◆ Required action
Return each line of the listing that follows in which the string "PhysicalSize" can be found.

::::

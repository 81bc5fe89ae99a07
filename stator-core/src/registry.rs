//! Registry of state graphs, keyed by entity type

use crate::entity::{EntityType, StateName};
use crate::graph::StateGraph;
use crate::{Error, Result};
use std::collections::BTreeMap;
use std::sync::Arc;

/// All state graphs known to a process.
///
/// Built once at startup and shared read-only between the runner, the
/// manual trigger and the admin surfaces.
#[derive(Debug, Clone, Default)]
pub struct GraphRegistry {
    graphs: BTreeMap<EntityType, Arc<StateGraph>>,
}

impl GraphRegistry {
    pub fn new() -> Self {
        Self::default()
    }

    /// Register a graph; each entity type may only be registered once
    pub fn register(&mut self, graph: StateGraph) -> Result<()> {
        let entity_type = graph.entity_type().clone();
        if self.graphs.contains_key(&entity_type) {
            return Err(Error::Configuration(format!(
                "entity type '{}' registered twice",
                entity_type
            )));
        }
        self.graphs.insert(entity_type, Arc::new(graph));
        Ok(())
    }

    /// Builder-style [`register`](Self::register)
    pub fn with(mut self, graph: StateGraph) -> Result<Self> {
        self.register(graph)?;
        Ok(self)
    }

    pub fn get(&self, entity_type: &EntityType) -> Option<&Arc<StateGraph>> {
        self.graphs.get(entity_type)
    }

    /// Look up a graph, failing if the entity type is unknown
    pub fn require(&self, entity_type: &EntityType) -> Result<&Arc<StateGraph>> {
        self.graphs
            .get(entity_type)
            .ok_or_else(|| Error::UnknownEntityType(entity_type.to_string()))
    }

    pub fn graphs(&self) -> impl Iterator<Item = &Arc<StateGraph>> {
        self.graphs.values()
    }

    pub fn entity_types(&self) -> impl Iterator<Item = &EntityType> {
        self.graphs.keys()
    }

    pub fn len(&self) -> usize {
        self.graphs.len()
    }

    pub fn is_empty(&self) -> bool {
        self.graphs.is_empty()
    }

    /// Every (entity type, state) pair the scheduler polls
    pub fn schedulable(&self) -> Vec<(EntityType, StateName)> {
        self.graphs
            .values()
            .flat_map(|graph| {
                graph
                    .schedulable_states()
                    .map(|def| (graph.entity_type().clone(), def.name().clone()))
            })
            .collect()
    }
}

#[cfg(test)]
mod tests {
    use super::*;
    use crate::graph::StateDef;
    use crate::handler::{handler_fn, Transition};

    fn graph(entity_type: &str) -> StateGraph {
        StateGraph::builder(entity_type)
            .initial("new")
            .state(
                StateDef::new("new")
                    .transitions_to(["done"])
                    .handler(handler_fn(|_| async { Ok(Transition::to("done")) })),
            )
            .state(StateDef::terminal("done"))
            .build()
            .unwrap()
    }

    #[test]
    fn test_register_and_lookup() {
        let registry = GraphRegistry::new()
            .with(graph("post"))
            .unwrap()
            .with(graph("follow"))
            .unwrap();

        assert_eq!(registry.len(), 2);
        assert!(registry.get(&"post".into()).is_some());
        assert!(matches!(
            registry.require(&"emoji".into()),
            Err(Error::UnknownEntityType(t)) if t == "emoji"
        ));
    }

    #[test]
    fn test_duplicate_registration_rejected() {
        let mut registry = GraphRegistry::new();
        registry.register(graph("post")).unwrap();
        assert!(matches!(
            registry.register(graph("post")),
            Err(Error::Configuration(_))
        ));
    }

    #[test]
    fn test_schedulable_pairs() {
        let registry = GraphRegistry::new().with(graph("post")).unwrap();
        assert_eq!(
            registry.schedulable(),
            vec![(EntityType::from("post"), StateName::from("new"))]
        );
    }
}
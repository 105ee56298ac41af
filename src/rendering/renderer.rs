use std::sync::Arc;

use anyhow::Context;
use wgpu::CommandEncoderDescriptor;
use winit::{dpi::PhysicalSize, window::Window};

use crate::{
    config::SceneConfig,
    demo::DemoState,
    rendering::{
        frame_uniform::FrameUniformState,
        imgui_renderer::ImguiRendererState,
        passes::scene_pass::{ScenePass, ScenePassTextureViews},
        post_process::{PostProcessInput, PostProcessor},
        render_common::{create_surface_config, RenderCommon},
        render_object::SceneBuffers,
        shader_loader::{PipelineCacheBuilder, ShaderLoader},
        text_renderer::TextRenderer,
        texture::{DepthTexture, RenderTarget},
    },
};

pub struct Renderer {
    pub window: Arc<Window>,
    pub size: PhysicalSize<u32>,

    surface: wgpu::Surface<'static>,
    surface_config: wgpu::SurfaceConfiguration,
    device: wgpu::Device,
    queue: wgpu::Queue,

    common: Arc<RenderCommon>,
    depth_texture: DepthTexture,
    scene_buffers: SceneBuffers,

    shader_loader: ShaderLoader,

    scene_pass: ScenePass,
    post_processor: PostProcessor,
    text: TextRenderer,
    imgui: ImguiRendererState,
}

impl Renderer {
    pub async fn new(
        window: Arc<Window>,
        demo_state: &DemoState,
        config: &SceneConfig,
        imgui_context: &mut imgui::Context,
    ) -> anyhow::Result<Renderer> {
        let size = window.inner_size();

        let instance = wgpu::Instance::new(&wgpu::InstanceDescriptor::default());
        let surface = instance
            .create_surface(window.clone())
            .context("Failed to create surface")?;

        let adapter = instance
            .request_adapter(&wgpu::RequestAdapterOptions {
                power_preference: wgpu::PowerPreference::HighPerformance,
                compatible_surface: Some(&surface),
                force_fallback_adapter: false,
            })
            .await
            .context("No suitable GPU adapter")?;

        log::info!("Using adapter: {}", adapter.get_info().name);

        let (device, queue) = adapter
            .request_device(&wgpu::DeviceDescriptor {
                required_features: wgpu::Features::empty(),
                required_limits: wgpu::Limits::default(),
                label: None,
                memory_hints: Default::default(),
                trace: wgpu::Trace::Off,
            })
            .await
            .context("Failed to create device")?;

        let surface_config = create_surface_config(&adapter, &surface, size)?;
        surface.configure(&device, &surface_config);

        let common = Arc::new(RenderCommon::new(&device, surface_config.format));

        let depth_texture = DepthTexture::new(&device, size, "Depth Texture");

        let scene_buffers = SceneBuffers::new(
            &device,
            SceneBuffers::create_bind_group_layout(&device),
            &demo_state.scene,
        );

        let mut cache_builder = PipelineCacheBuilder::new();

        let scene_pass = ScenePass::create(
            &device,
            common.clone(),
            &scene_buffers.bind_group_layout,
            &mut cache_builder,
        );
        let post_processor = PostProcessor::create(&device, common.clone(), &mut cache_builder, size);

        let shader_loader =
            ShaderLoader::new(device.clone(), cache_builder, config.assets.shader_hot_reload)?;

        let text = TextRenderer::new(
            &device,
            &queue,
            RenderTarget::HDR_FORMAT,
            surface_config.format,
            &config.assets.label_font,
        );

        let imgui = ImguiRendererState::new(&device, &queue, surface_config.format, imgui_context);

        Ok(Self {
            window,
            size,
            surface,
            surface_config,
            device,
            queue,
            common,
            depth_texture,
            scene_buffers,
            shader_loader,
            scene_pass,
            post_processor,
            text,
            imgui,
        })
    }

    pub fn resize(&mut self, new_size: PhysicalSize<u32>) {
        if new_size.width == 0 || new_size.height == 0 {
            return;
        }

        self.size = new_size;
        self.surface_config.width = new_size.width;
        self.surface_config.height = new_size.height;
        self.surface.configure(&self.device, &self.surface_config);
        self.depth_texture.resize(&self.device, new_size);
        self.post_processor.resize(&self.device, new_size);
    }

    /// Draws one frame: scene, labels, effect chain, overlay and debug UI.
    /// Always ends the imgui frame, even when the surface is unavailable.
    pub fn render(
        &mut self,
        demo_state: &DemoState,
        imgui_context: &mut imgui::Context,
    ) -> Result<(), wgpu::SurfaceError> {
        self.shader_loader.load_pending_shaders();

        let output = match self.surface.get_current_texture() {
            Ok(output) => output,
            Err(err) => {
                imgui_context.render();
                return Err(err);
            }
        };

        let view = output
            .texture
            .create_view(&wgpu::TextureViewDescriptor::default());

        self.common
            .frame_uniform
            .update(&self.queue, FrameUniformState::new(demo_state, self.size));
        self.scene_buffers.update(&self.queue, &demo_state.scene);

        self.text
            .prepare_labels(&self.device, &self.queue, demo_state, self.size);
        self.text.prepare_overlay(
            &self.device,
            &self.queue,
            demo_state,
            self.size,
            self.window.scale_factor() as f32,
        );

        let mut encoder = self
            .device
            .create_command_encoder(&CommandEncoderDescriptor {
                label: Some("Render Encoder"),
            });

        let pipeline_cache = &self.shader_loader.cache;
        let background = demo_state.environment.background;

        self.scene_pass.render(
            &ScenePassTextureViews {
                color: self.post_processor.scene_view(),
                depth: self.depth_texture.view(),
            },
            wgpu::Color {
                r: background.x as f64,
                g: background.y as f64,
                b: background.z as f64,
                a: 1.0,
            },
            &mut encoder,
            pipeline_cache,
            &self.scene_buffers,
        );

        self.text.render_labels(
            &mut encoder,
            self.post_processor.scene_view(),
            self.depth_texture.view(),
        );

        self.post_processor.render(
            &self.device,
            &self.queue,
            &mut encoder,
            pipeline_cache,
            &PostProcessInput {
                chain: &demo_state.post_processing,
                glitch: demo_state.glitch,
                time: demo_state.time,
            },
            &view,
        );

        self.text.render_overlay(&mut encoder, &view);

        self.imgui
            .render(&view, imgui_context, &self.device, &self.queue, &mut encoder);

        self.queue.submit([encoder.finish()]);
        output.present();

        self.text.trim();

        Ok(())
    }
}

::::

◆ Task answer
use winit::{dpi::PhysicalSize, window::Window};
    pub size: PhysicalSize<u32>,
    pub fn resize(&mut self, new_size: PhysicalSize<u32>) {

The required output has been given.